### EXERCISE OBJECTIVE
Where does the word "contract" show up in the data? Please find each such line and copy it.

### DATASET RECORDS
------------------------------

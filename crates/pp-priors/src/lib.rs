//! # pp-priors
//!
//! Boundary-aware population prior distributions for popprior.
//!
//! This crate provides:
//! - The [`BoundedPdf`] contract for 1D laws on a closed support (clamped `log_pdf`/`log_cdf`,
//!   inverse-CDF sampling) and the [`JointPdf2d`] contract for 2D laws.
//! - Closed-form shapes (power law, Beta, truncated Beta, truncated Gaussian, bivariate
//!   Gaussian, magnitude-domain power law) and their mixtures.
//! - A boundary-smoothing wrapper, a spline-based flexible law, and binned 1D / triangular 2D
//!   laws.
//! - [`Prior`] / [`Joint2d`], closed sets of the variants above, and a JSON [`spec`] that
//!   compiles into them.

#![warn(missing_docs)]
#![warn(clippy::all)]

pub mod pdf;
pub mod sampling;
pub mod spec;

pub use pdf::{
    BetaPdf, BinnedPdf, BinnedPdf2d, BivariateGaussianPdf, BoundedPdf, BrokenPowerLawPdf,
    ConditionalPdf2d, FlexiblePdf, Joint2d, JointPdf2d, MagnitudePowerLawPdf, PowerLawGaussianPdf,
    PowerLawPdf, PowerLawTwoGaussiansPdf, Prior, SmoothedPdf, SplineWrapper, TruncatedBetaPdf,
    TruncatedGaussianPdf,
};
pub use sampling::CdfTable;
pub use spec::{Distribution, DistributionSpec, PriorSpecV0, Samples, read_prior_spec};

------------------------------

### EXERCISE ANSWER
//! - The [`BoundedPdf`] contract for 1D laws on a closed support (clamped `log_pdf`/`log_cdf`,
//!   inverse-CDF sampling) and the [`JointPdf2d`] contract for 2D laws.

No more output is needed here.